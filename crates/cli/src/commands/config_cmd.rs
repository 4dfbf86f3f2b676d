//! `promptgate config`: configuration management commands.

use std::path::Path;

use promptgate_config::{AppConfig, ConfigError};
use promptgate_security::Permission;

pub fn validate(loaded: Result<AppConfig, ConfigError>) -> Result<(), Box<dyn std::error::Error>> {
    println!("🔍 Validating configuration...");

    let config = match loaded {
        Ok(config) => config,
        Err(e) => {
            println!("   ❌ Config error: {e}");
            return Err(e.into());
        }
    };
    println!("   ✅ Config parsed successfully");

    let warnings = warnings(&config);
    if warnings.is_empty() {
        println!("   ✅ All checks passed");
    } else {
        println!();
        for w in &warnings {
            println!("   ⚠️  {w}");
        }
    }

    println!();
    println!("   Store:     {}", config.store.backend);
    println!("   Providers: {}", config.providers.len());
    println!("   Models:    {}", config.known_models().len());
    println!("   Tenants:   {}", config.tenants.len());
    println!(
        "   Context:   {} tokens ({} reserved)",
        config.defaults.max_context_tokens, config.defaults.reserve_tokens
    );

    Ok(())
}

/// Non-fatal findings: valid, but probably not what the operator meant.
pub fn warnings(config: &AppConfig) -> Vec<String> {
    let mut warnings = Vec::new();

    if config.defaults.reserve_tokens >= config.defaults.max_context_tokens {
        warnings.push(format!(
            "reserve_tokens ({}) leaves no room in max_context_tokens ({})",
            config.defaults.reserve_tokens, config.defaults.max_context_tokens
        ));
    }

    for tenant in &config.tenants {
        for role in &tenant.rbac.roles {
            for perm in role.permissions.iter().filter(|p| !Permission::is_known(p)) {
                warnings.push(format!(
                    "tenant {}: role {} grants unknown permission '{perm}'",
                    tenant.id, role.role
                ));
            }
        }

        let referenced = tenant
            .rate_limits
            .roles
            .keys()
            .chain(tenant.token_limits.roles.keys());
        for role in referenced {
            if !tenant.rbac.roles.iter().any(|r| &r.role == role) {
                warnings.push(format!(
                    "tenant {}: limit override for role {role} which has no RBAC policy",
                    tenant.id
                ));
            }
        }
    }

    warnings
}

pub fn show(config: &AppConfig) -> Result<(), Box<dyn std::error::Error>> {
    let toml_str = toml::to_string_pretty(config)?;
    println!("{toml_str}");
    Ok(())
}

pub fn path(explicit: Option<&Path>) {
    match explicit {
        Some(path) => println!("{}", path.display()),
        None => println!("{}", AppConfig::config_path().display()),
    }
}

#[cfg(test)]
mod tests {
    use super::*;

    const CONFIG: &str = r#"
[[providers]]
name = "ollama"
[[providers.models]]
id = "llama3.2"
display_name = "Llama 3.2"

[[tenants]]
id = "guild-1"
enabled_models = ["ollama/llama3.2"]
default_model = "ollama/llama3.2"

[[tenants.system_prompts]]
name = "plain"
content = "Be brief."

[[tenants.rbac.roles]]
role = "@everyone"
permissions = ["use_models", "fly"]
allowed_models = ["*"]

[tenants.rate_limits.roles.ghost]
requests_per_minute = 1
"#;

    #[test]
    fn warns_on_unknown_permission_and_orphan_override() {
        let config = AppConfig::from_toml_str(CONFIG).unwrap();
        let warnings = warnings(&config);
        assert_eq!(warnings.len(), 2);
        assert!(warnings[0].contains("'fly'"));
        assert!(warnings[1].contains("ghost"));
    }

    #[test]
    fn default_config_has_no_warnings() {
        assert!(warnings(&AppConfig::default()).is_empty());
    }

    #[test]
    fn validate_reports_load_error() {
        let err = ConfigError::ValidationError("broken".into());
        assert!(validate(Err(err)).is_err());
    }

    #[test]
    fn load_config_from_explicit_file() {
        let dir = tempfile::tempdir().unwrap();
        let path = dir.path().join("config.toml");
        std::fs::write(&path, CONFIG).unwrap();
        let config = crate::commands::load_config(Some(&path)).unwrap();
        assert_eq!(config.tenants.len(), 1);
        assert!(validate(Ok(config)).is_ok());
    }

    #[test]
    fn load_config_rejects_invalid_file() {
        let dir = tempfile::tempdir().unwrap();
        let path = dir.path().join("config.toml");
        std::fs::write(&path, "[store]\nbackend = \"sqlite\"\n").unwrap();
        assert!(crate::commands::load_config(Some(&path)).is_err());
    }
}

::::::

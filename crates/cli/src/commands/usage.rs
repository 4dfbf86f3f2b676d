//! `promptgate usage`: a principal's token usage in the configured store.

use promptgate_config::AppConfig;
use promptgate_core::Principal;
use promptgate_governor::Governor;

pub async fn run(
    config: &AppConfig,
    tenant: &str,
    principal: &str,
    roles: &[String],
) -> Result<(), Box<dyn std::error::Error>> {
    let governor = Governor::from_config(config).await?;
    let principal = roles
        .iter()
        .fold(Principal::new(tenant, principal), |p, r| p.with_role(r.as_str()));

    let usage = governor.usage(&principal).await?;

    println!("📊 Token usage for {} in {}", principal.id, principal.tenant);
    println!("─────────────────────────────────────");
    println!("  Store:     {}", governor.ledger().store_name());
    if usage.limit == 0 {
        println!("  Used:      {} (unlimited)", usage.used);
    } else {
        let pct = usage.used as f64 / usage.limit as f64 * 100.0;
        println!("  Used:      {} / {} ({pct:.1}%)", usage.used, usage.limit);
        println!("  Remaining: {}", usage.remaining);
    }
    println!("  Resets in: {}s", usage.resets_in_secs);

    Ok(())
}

::::::

▶ _Work required_:
From the entries above, restate word for word the lines from the line containing "pub fn show(config: &AppConfig)" to the line containing "#[cfg(test)]", both ends included, and nothing more.

▶ _Answer to the exercise_:
pub fn show(config: &AppConfig) -> Result<(), Box<dyn std::error::Error>> {
    let toml_str = toml::to_string_pretty(config)?;
    println!("{toml_str}");
    Ok(())
}

pub fn path(explicit: Option<&Path>) {
    match explicit {
        Some(path) => println!("{}", path.display()),
        None => println!("{}", AppConfig::config_path().display()),
    }
}

#[cfg(test)]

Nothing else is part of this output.